Overview of Section 402 Prohibition
Section 402 of the Act amends Section 13 of the Exchange Act to prohibit U.S. and non-U. S. public companies from directly or indirectly extending or arranging for an extension of credit in the form of a personal loan to a director or executive officer (or the equivalent thereof) on or after July 30, 2002. The ban is not limited to loans extended within the U.S. or to persons resident within the U.S. Accordingly, pending the issuance of guidance by the SEC, public companies should carefully evaluate whether to include directors and executive officers in arrangements that may give rise to personal loans. Public companies should also consider the implications of Section 402 of the Act before amending or modifying any arrangements that were in effect on or before July 30, 2002 that, if entered into on or after that date, would actually or potentially be subject to the ban on personal loans.
While we think that reasoned arguments can be made that the prohibition should not apply to certain arrangements, the letter Senators Collins and Levin wrote to the SEC specifically referenced loans "to purchase company stock, exercise stock options, obtain insurance, relocate for work or pay taxes." The letter opined that there is no basis in the legislative history for exemptions for these arrangements and that financing of the arrangements should be provided by third parties in the ordinary course of business, rather than through personal financing using company funds.
Scope of the Prohibition
In relevant part, the Act makes it "unlawful for any issuer…, directly or indirectly, including through any subsidiary, to extend or maintain credit, to arrange for the extension of credit, in the form of a personal loan to or for any director or executive officer (or equivalent thereof) of that issuer." The elements of this prohibition are discussed below.
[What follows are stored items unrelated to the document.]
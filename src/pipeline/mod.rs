//! Per-park GPX merge pipeline.
//!
//! One invocation processes one park directory to completion, strictly
//! sequentially and fully in memory:
//!
//! 1. [`park`] loads `park.json` and `Boundary.gpx` and extracts the park's
//!    public url, then appends the `POI.gpx` waypoints.
//! 2. [`trails`] walks the color-named subdirectories, derives per-trail
//!    metadata, renames every trail track with a collision-resistant
//!    segment tag, and appends the tracks and waypoints.
//! 3. [`strip_elevation`] removes elevation from every point.
//! 4. [`output`] writes `{name}.json` and `{name}.gpx`.
//!
//! There is no partial-output or rollback guarantee: any error aborts the
//! whole per-park run.

mod output;
mod park;
mod trails;

pub use output::{Metadata, SCHEMA_VERSION, write_outputs};
pub use park::{ParkSource, load_park, merge_poi};
pub use trails::{Trail, TrailColor, aggregate_trails, track_bounds, track_length_2d, trail_slug};

pub(crate) use park::read_gpx;

use gpx::{Gpx, GpxVersion};
use rand::Rng;
use std::path::Path;

/// Error types for the merge pipeline.
#[derive(Debug, thiserror::Error)]
pub enum PipelineError {
    #[error("missing required file: {}", .0.display())]
    MissingFile(std::path::PathBuf),

    #[error("park metadata: {0}")]
    Schema(String),

    #[error("GPX parsing error: {0}")]
    GpxParse(#[from] gpx::errors::GpxError),

    #[error("track {0:?} has no points")]
    EmptyTrack(String),

    #[error("JSON error: {0}")]
    Json(#[from] serde_json::Error),

    #[error("IO error: {0}")]
    Io(#[from] std::io::Error),
}

pub type Result<T> = std::result::Result<T, PipelineError>;

/// Derive a park's slug from its directory name (lowercased).
pub fn park_slug(path: &Path) -> Result<String> {
    path.file_name()
        .and_then(|n| n.to_str())
        .map(str::to_lowercase)
        .ok_or_else(|| {
            PipelineError::Schema(format!(
                "park path {} has no usable directory name",
                path.display()
            ))
        })
}

/// Run every in-memory stage for one park directory.
///
/// Returns the merged track collection and the metadata document, ready for
/// [`write_outputs`]. The caller owns the random source so that segment tag
/// generation is seedable.
pub fn gather<R: Rng>(park_dir: &Path, rng: &mut R) -> Result<(Gpx, Metadata)> {
    let ParkSource {
        boundary: mut merged,
        metadata: parks,
        url,
    } = load_park(park_dir)?;
    merge_poi(park_dir, &mut merged)?;
    let trails = aggregate_trails(park_dir, &url, &mut merged, rng)?;
    strip_elevation(&mut merged);
    merged.version = GpxVersion::Gpx11;
    tracing::debug!(
        park = %park_dir.display(),
        tracks = merged.tracks.len(),
        waypoints = merged.waypoints.len(),
        trails = trails.len(),
        "gathered park data"
    );
    Ok((merged, Metadata::new(parks, trails)))
}

/// Remove elevation from every point in the collection.
///
/// A no-op on points that already lack elevation.
pub fn strip_elevation(gpx: &mut Gpx) {
    for waypoint in &mut gpx.waypoints {
        waypoint.elevation = None;
    }
    for route in &mut gpx.routes {
        for point in &mut route.points {
            point.elevation = None;
        }
    }
    for track in &mut gpx.tracks {
        for segment in &mut track.segments {
            for point in &mut segment.points {
                point.elevation = None;
            }
        }
    }
}

#[cfg(test)]
mod tests {
    use super::*;
    use gpx::{Track, TrackSegment, Waypoint};

    fn waypoint_with_elevation(lat: f64, lon: f64, ele: f64) -> Waypoint {
        let mut waypoint = Waypoint::new(geo::Point::new(lon, lat));
        waypoint.elevation = Some(ele);
        waypoint
    }

    #[test]
    fn test_park_slug_lowercases_directory_name() {
        let slug = park_slug(Path::new("/data/parks/Tryon")).unwrap();
        assert_eq!(slug, "tryon");
    }

    #[test]
    fn test_park_slug_rejects_bare_root() {
        assert!(park_slug(Path::new("/")).is_err());
    }

    #[test]
    fn test_strip_elevation_clears_all_points() {
        let mut gpx = Gpx::default();
        gpx.waypoints.push(waypoint_with_elevation(43.0, -77.6, 120.0));

        let mut segment = TrackSegment::default();
        segment.points.push(waypoint_with_elevation(43.1, -77.5, 150.0));
        segment.points.push(Waypoint::new(geo::Point::new(-77.4, 43.2)));
        let mut track = Track::default();
        track.segments.push(segment);
        gpx.tracks.push(track);

        strip_elevation(&mut gpx);

        assert!(gpx.waypoints[0].elevation.is_none());
        for point in &gpx.tracks[0].segments[0].points {
            assert!(point.elevation.is_none());
        }
    }
}
//! Command-line interface definitions.

use clap::{Parser, Subcommand};
use std::path::PathBuf;

#[derive(Debug, Parser)]
#[command(name = "trailpack", version, about = "Per-park GPX merge and inspection tools")]
pub struct Cli {
    #[command(subcommand)]
    pub command: Command,
}

#[derive(Debug, Subcommand)]
pub enum Command {
    /// Merge a park directory's GPX pack into one GPX file plus a JSON
    /// metadata document
    Merge {
        /// Park directories to process; outputs are named after each
        /// directory, lowercased
        #[arg(required = true)]
        parks: Vec<PathBuf>,

        /// Directory receiving {name}.json and {name}.gpx (must exist)
        #[arg(long, default_value = "../source")]
        out_dir: PathBuf,

        /// Seed for segment tag generation; random when omitted
        #[arg(long)]
        seed: Option<u64>,
    },

    /// Compare two GeoJSON feature collections, ignoring synthetic id
    /// fields and sub-tolerance geometry jitter
    Compare {
        left: PathBuf,
        right: PathBuf,

        /// Feature property used to match features across the two inputs
        #[arg(long, default_value = "trailsroc-id")]
        id_property: String,

        /// Geometry deltas below this are ignored
        #[arg(long, default_value_t = crate::compare::DEFAULT_TOLERANCE)]
        tolerance: f64,
    },

    /// Round coordinate precision in a GPX file
    Truncate { input: PathBuf, output: PathBuf },
}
1. Issuer. The section applies to loans made or arranged by an "issuer." This term includes any company or other entity that –
- has a class of securities listed on a national securities exchange in the United States;
- otherwise has securities registered under Section 12 of the Exchange Act;
- is required to file reports under Section 15(d) of the Exchange Act; or
- has a registration statement pending under the Securities Act of 1933.
The loan prohibition thus applies to companies with publicly traded stock or other securities (including debt issues), including both U.S. and non-U.S. companies, and companies that, although not yet publicly traded, have filed a registration statement seeking to become a public company. If a company files a registration statement and later withdraws it, Section 402’s ban on personal loans would cease to apply when the registration statement is withdrawn.
2. Directors and Executive Officers. The prohibition applies to extensions of credit to an issuer’s directors and executive officers or the "equivalent thereof." Although the Act does not define "executive officer," we believe that companies should apply Exchange Act Rule 3b-7, in determining who is an "executive officer" for purposes of Section 402. That rule defines an "executive officer" as the company’s president, any vice president in charge of a principal business unit, division or function (such as sales, administration or finance) or any other officer or person who performs policy-making functions for the company. Under the rule, executive officers of the company’s subsidiaries are also treated as executive officers of the company if they perform policy-making functions for the company.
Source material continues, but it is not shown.